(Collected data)
▬▬▬▬▬▬▬▬▬▬

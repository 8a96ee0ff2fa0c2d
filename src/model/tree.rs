//! CART regression tree (squared-error splits, bounded depth).

use ndarray::{Array1, Array2, ArrayView1};
use serde::{Deserialize, Serialize};

const MIN_SAMPLES_SPLIT: usize = 2;

#[derive(Debug, Clone, PartialEq, Serialize, Deserialize)]
#[serde(tag = "node", rename_all = "snake_case")]
pub enum TreeNode {
    Leaf {
        value: f64,
    },
    Split {
        feature: usize,
        threshold: f64,
        left: usize,
        right: usize,
    },
}

#[derive(Debug, Clone, PartialEq, Serialize, Deserialize)]
pub struct RegressionTree {
    pub max_depth: usize,
    pub nodes: Vec<TreeNode>,
    /// Impurity decrease per feature, normalized to sum to one
    pub importances: Vec<f64>,
}

struct Split {
    feature: usize,
    threshold: f64,
    gain: f64,
}

fn sse(y: &Array1<f64>, idx: &[usize]) -> f64 {
    if idx.is_empty() {
        return 0.0;
    }
    let n = idx.len() as f64;
    let sum: f64 = idx.iter().map(|&i| y[i]).sum();
    let sum_sq: f64 = idx.iter().map(|&i| y[i] * y[i]).sum();
    (sum_sq - sum * sum / n).max(0.0)
}

fn best_split(x: &Array2<f64>, y: &Array1<f64>, idx: &[usize], node_sse: f64) -> Option<Split> {
    let n = idx.len();
    let mut best: Option<Split> = None;
    let mut order = idx.to_vec();

    for feature in 0..x.ncols() {
        order.sort_by(|&a, &b| x[[a, feature]].total_cmp(&x[[b, feature]]));
        let total_sum: f64 = order.iter().map(|&i| y[i]).sum();
        let total_sq: f64 = order.iter().map(|&i| y[i] * y[i]).sum();

        let mut left_sum = 0.0;
        let mut left_sq = 0.0;
        for k in 0..n - 1 {
            let i = order[k];
            left_sum += y[i];
            left_sq += y[i] * y[i];

            let here = x[[i, feature]];
            let next = x[[order[k + 1], feature]];
            if next <= here {
                continue;
            }
            let nl = (k + 1) as f64;
            let nr = (n - k - 1) as f64;
            let right_sum = total_sum - left_sum;
            let right_sq = total_sq - left_sq;
            let child_sse = (left_sq - left_sum * left_sum / nl).max(0.0)
                + (right_sq - right_sum * right_sum / nr).max(0.0);
            let gain = node_sse - child_sse;
            if gain > best.as_ref().map_or(1e-12, |b| b.gain) {
                best = Some(Split {
                    feature,
                    threshold: (here + next) / 2.0,
                    gain,
                });
            }
        }
    }
    best
}

impl RegressionTree {
    /// Fit on the rows listed in `sample`, which may repeat (bootstrap).
    pub fn fit(x: &Array2<f64>, y: &Array1<f64>, sample: &[usize], max_depth: usize) -> Self {
        let mut tree = Self {
            max_depth,
            nodes: Vec::new(),
            importances: vec![0.0; x.ncols()],
        };
        tree.grow(x, y, sample.to_vec(), 0);

        let total: f64 = tree.importances.iter().sum();
        if total > 0.0 {
            for v in tree.importances.iter_mut() {
                *v /= total;
            }
        }
        tree
    }

    fn grow(&mut self, x: &Array2<f64>, y: &Array1<f64>, idx: Vec<usize>, depth: usize) -> usize {
        let id = self.nodes.len();
        let value = idx.iter().map(|&i| y[i]).sum::<f64>() / idx.len().max(1) as f64;
        self.nodes.push(TreeNode::Leaf { value });

        let node_sse = sse(y, &idx);
        if depth >= self.max_depth || idx.len() < MIN_SAMPLES_SPLIT || node_sse <= 1e-12 {
            return id;
        }
        let Some(split) = best_split(x, y, &idx, node_sse) else {
            return id;
        };

        let (left_idx, right_idx): (Vec<usize>, Vec<usize>) = idx
            .iter()
            .partition(|&&i| x[[i, split.feature]] <= split.threshold);
        self.importances[split.feature] += split.gain;

        let left = self.grow(x, y, left_idx, depth + 1);
        let right = self.grow(x, y, right_idx, depth + 1);
        self.nodes[id] = TreeNode::Split {
            feature: split.feature,
            threshold: split.threshold,
            left,
            right,
        };
        id
    }

    pub fn predict_row(&self, row: ArrayView1<f64>) -> f64 {
        let mut id = 0;
        loop {
            match self.nodes.get(id) {
                Some(TreeNode::Leaf { value }) => return *value,
                Some(TreeNode::Split {
                    feature,
                    threshold,
                    left,
                    right,
                }) => {
                    id = if row[*feature] <= *threshold { *left } else { *right };
                }
                None => return 0.0,
            }
        }
    }

    pub fn depth(&self) -> usize {
        fn walk(nodes: &[TreeNode], id: usize) -> usize {
            match nodes.get(id) {
                Some(TreeNode::Split { left, right, .. }) => {
                    1 + walk(nodes, *left).max(walk(nodes, *right))
                }
                _ => 0,
            }
        }
        walk(&self.nodes, 0)
    }
}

▬▬▬▬▬▬▬▬▬▬

Exercise aim: Repeat the entries above verbatim, but only from the line that has "let child_sse = (left_sq" down to the line that has "let mut tree", inclusive.

Answer to this problem:
            let child_sse = (left_sq - left_sum * left_sum / nl).max(0.0)
                + (right_sq - right_sum * right_sum / nr).max(0.0);
            let gain = node_sse - child_sse;
            if gain > best.as_ref().map_or(1e-12, |b| b.gain) {
                best = Some(Split {
                    feature,
                    threshold: (here + next) / 2.0,
                    gain,
                });
            }
        }
    }
    best
}

impl RegressionTree {
    /// Fit on the rows listed in `sample`, which may repeat (bootstrap).
    pub fn fit(x: &Array2<f64>, y: &Array1<f64>, sample: &[usize], max_depth: usize) -> Self {
        let mut tree = Self {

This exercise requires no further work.